About this task: Write out again, please, the records below from the first line to the line holding "and dumps without", inclusive, and nothing else.

[Collected data]
####################

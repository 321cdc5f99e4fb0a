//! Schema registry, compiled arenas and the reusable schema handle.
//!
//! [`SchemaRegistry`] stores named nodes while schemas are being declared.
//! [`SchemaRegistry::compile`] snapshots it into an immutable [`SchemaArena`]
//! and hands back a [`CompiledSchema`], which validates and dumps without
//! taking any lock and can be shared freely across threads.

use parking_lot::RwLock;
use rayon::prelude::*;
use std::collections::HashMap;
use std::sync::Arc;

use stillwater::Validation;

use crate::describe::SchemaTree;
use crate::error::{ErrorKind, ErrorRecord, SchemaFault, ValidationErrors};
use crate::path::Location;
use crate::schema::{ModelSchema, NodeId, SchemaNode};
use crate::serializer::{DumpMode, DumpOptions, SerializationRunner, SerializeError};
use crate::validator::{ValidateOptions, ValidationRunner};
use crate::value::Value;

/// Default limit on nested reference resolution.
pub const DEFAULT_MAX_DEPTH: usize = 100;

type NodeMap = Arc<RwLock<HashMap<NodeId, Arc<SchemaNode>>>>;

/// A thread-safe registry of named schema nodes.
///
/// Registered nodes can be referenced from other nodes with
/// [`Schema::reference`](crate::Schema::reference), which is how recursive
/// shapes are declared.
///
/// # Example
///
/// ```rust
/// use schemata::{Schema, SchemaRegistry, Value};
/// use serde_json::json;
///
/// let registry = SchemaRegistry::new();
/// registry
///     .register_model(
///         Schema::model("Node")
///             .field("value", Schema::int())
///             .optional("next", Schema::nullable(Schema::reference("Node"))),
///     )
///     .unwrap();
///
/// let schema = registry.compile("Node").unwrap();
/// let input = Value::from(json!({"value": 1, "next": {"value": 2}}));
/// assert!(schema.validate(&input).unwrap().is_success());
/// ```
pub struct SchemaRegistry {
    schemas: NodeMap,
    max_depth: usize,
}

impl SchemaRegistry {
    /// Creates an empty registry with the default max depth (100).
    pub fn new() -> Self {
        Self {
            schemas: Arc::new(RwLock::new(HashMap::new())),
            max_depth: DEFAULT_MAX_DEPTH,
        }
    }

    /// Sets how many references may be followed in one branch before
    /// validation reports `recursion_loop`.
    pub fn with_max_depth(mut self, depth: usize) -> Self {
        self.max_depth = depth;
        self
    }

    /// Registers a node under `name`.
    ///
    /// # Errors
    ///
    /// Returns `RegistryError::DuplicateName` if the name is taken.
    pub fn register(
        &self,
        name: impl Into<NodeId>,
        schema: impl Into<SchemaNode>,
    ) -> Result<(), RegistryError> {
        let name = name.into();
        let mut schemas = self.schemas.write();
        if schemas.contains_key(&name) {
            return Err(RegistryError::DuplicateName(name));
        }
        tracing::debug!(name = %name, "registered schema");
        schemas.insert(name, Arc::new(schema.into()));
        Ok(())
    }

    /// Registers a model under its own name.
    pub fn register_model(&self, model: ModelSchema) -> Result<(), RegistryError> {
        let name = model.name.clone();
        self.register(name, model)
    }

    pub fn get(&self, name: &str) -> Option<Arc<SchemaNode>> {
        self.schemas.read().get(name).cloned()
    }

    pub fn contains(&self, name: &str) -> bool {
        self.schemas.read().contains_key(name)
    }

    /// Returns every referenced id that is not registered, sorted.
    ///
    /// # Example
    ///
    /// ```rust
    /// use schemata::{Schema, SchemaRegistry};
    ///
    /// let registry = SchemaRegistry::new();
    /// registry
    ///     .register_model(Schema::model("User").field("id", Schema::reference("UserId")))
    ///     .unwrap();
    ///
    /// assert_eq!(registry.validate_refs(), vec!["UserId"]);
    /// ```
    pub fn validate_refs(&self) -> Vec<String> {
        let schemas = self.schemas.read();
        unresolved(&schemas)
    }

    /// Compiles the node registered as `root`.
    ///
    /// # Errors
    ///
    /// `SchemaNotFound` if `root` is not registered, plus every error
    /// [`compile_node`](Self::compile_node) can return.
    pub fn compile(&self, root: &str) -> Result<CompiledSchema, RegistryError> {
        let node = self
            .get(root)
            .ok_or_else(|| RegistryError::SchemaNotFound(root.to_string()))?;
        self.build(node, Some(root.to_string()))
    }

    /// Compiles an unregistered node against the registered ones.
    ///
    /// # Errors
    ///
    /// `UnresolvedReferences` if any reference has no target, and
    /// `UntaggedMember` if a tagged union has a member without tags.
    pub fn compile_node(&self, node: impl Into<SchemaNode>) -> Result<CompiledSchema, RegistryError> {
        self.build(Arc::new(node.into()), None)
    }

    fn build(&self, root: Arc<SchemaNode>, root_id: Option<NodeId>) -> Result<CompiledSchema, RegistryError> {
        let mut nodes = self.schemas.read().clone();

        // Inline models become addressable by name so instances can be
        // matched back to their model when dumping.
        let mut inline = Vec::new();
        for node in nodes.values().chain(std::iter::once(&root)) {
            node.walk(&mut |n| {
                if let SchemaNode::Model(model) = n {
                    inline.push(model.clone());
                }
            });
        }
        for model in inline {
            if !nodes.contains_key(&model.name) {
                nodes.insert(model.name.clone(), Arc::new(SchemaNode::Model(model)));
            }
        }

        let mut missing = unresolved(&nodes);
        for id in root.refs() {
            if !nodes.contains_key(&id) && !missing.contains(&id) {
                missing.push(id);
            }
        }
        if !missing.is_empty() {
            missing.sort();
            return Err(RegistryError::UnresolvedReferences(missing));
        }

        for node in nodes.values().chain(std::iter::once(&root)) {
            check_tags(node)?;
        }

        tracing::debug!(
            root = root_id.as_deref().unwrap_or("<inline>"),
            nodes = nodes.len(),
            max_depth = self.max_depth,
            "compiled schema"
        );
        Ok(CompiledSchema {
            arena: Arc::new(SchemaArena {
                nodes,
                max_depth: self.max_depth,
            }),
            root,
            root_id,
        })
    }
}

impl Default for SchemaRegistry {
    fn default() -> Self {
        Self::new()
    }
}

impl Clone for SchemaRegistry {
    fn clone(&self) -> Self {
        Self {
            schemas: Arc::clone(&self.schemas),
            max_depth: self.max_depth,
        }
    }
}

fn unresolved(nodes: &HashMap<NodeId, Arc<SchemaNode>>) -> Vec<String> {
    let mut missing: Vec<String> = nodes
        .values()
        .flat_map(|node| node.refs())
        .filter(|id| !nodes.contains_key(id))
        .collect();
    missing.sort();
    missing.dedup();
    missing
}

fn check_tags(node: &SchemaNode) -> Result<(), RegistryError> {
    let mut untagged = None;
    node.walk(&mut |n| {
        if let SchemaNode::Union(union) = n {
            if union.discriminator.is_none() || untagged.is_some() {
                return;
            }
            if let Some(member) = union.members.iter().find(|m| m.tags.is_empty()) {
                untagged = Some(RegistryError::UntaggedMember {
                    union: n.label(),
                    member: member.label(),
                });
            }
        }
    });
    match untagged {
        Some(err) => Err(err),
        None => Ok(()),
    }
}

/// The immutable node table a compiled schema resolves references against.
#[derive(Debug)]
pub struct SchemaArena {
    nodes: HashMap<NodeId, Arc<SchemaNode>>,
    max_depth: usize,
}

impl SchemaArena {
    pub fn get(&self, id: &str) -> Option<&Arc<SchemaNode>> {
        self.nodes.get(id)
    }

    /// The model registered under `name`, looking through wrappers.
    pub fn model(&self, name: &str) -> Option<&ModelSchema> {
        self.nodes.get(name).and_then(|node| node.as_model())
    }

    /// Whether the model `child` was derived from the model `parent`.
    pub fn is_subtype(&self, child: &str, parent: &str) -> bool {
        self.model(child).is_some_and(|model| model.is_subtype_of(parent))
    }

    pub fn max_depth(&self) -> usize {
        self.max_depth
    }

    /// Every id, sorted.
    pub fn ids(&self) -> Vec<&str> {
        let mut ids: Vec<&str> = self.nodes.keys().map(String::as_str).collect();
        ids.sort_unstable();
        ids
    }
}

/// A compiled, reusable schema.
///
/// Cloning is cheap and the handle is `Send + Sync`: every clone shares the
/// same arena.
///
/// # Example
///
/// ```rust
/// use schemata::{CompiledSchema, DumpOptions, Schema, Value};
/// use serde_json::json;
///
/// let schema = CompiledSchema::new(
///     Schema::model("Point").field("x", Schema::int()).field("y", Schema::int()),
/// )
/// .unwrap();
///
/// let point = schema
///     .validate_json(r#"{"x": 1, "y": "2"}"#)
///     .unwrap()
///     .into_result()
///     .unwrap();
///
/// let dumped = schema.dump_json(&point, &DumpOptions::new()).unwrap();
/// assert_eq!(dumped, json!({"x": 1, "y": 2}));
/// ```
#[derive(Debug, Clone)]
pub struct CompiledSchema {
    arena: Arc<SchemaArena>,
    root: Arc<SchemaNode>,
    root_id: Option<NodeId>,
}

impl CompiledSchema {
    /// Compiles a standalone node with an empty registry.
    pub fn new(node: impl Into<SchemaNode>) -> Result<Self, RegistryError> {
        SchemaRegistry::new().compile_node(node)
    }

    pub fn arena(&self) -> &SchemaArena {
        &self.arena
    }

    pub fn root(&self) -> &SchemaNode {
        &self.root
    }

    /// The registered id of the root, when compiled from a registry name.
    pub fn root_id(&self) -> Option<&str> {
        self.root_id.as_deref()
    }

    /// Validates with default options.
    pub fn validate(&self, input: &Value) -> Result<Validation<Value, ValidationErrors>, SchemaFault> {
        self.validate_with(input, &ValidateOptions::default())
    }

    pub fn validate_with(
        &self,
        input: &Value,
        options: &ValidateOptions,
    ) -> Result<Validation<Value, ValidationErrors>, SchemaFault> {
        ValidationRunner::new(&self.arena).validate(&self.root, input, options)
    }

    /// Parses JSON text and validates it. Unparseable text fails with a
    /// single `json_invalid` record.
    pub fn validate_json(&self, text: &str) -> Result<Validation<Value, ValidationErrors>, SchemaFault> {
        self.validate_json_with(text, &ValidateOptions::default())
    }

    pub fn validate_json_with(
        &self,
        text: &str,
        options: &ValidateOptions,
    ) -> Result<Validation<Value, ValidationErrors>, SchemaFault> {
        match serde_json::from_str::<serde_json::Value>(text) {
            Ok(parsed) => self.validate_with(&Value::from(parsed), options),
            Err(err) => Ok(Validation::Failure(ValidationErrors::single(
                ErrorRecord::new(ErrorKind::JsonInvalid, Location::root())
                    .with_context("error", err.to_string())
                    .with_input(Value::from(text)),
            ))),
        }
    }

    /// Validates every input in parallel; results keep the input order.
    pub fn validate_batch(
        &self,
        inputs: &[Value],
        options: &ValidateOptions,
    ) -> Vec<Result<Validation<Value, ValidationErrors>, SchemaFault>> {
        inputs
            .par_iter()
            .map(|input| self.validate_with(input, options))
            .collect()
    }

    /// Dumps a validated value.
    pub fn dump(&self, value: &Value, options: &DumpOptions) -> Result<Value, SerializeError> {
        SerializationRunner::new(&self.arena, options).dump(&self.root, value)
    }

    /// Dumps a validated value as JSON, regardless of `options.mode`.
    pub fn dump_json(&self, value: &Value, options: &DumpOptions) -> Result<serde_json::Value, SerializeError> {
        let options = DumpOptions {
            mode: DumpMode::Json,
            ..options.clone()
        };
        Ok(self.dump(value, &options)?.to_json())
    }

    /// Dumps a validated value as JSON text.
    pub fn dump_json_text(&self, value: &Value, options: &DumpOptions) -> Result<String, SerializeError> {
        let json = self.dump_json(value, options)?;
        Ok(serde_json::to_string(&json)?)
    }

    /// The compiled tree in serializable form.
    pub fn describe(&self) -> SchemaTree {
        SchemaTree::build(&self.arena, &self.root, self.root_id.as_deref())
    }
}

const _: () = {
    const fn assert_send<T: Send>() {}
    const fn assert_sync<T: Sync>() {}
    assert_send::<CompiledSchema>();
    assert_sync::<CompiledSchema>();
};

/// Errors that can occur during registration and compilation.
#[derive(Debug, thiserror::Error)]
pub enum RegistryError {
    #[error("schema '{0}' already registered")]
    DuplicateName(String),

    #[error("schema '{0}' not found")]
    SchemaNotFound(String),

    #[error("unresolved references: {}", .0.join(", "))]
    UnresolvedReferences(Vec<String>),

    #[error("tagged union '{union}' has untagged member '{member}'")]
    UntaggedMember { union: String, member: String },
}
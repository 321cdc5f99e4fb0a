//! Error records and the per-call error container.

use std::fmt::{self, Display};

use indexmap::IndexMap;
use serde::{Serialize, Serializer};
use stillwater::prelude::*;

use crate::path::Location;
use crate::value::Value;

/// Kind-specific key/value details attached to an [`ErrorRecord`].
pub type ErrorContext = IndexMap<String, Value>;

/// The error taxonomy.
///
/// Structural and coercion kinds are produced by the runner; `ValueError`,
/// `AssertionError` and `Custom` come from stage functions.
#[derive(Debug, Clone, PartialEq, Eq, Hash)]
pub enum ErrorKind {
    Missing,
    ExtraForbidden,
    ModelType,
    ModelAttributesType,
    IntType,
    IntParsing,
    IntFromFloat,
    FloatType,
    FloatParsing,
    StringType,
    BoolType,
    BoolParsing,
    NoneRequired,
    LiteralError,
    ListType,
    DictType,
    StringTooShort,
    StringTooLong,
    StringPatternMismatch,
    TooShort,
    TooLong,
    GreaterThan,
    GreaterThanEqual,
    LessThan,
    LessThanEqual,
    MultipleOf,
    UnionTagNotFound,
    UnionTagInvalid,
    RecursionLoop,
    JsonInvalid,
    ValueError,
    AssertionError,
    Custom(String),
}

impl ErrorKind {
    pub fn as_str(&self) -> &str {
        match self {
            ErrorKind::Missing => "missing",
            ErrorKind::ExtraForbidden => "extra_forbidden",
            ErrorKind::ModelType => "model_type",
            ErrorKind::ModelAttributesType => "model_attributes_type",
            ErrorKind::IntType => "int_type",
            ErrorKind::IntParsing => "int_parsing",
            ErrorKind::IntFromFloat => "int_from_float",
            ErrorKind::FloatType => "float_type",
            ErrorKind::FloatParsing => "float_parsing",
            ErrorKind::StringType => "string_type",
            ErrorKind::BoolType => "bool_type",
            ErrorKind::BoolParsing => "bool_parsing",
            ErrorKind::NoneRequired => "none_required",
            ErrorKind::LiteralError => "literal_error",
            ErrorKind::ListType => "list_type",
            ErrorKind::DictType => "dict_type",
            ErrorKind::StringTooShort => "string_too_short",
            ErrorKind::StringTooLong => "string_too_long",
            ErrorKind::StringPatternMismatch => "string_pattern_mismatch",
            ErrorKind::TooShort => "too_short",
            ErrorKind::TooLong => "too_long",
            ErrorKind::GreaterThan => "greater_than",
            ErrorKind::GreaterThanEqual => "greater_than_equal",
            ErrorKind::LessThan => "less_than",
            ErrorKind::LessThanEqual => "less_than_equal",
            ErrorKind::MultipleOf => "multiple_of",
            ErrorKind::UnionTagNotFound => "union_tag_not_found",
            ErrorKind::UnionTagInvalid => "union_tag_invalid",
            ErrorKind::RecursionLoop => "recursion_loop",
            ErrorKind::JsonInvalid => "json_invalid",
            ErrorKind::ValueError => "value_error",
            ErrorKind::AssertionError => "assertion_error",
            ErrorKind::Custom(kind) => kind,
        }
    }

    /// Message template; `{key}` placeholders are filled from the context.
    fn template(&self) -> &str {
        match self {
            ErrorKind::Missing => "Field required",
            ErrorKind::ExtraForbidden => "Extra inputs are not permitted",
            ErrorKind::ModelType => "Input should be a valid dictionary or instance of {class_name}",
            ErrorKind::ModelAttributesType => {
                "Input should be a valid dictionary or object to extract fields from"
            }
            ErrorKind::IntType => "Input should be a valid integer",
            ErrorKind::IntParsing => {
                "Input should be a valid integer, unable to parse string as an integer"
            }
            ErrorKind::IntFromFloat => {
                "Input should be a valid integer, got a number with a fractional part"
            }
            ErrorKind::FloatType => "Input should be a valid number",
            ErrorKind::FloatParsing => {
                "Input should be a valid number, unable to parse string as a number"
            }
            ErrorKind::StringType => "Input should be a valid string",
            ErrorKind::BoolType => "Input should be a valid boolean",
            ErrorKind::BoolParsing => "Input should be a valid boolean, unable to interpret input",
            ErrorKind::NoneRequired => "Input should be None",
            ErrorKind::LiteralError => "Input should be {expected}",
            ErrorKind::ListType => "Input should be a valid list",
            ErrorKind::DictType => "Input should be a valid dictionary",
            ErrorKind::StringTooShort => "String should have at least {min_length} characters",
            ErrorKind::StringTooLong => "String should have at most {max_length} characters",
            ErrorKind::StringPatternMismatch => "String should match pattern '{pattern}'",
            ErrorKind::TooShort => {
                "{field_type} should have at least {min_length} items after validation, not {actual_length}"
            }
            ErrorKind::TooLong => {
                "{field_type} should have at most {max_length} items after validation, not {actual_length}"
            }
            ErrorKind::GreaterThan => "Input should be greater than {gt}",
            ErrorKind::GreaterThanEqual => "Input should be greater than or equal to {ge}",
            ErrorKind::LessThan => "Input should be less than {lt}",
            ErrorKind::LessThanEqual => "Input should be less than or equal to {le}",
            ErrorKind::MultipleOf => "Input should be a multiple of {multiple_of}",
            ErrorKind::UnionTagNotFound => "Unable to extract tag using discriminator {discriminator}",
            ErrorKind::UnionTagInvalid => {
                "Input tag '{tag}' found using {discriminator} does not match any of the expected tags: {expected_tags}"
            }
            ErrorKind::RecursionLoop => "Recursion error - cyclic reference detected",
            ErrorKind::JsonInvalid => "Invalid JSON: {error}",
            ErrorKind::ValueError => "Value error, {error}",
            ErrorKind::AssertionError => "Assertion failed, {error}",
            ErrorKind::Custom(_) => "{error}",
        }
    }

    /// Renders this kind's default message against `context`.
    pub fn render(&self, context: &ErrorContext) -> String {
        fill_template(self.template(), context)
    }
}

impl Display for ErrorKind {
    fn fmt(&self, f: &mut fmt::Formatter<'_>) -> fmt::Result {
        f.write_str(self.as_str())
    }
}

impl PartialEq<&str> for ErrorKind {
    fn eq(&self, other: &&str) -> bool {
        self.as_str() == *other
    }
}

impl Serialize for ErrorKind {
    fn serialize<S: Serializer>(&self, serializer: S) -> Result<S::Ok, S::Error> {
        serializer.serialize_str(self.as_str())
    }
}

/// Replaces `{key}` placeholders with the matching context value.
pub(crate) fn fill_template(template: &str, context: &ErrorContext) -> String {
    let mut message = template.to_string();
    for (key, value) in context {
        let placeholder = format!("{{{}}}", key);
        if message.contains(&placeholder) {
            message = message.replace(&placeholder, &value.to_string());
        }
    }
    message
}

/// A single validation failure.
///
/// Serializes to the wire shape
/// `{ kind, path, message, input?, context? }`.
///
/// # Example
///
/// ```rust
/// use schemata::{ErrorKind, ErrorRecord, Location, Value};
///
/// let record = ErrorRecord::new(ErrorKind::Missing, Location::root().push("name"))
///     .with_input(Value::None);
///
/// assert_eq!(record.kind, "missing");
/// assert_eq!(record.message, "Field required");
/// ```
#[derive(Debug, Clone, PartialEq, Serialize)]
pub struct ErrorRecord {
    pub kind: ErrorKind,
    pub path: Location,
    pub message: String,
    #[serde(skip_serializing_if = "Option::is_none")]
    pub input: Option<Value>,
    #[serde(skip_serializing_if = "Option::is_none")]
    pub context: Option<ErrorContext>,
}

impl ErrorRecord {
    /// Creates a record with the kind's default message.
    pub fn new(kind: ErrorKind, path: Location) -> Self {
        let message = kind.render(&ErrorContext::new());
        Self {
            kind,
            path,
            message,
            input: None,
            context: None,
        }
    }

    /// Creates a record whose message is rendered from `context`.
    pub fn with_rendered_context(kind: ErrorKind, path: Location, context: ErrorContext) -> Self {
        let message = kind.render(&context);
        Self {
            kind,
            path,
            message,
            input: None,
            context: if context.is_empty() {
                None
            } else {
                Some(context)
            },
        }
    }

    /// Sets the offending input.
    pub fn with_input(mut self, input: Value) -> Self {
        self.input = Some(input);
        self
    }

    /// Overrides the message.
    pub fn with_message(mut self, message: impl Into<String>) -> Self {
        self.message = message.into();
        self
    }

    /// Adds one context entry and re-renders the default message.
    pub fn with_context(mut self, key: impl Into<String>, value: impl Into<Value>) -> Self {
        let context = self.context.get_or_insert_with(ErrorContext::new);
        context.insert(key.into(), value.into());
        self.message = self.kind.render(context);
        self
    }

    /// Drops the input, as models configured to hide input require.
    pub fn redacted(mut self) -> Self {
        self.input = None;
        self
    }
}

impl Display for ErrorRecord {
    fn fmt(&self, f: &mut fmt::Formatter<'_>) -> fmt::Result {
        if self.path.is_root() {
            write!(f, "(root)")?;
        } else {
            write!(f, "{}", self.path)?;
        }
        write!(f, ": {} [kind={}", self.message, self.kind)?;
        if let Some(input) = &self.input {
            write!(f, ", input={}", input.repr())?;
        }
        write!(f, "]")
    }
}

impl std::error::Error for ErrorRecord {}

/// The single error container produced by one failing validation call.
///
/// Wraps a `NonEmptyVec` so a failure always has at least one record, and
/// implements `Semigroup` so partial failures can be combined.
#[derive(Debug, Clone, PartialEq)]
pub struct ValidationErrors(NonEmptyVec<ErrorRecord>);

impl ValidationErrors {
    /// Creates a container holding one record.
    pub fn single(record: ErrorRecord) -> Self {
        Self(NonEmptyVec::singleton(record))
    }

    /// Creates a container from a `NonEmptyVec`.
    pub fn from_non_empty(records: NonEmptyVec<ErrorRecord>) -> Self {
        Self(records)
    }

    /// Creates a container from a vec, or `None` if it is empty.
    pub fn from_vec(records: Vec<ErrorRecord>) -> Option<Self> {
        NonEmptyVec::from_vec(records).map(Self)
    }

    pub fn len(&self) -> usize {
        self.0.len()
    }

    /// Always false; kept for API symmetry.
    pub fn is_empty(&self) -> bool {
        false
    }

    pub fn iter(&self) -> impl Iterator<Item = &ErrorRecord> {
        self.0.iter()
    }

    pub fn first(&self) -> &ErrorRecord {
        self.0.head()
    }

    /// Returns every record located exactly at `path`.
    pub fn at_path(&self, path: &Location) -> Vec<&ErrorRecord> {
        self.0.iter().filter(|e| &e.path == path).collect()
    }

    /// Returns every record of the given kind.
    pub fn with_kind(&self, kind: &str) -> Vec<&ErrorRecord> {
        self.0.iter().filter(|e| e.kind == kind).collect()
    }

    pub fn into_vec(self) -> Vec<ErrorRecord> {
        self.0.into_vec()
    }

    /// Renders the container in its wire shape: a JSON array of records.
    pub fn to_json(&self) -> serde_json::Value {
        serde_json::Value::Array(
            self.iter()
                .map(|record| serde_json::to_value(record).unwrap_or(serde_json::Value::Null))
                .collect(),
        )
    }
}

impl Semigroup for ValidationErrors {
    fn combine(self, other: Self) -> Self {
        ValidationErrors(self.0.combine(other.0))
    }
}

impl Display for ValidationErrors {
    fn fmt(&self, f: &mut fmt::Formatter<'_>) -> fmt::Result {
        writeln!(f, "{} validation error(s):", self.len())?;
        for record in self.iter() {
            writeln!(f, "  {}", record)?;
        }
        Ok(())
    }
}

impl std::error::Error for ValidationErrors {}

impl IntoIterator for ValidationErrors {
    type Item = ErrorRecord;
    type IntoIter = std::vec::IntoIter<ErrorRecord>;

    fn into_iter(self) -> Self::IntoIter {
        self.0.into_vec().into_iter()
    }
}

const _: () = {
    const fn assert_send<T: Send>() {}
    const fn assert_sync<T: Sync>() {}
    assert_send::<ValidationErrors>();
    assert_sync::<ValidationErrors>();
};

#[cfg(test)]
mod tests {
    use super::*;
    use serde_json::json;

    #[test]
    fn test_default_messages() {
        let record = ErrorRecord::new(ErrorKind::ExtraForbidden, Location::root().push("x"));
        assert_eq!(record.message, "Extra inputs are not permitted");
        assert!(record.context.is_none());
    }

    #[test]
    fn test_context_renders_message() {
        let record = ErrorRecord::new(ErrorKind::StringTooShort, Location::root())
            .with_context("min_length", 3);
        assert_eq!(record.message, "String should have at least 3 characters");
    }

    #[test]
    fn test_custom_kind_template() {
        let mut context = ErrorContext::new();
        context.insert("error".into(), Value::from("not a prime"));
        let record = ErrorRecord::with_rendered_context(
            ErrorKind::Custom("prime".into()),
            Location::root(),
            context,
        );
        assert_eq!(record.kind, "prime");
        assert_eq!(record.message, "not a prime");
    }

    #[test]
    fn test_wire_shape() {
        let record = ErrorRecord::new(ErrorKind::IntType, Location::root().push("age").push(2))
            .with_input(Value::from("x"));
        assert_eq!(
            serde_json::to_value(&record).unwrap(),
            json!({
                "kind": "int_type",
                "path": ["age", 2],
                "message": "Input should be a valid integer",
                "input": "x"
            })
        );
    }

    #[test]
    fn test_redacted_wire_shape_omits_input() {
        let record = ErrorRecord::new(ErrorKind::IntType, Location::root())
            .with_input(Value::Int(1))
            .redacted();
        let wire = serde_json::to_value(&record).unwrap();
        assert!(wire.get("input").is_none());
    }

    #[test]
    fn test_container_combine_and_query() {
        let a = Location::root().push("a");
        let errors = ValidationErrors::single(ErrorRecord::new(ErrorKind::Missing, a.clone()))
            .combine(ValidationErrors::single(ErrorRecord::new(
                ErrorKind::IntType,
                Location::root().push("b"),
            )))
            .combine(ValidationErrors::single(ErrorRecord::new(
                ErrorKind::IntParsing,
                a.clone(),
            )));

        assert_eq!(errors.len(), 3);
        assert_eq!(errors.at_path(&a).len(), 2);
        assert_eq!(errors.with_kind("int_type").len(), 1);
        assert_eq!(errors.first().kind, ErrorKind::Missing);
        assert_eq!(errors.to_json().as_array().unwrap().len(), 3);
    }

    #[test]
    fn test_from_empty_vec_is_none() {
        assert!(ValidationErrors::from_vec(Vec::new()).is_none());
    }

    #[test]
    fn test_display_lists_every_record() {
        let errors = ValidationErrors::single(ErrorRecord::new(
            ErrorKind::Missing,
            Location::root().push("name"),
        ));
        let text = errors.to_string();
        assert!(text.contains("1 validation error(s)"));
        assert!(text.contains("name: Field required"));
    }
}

####################

Output below:
repository 321cdc5f99e4fb0a
//! Schema registry, compiled arenas and the reusable schema handle.
//!
//! [`SchemaRegistry`] stores named nodes while schemas are being declared.
//! [`SchemaRegistry::compile`] snapshots it into an immutable [`SchemaArena`]
//! and hands back a [`CompiledSchema`], which validates and dumps without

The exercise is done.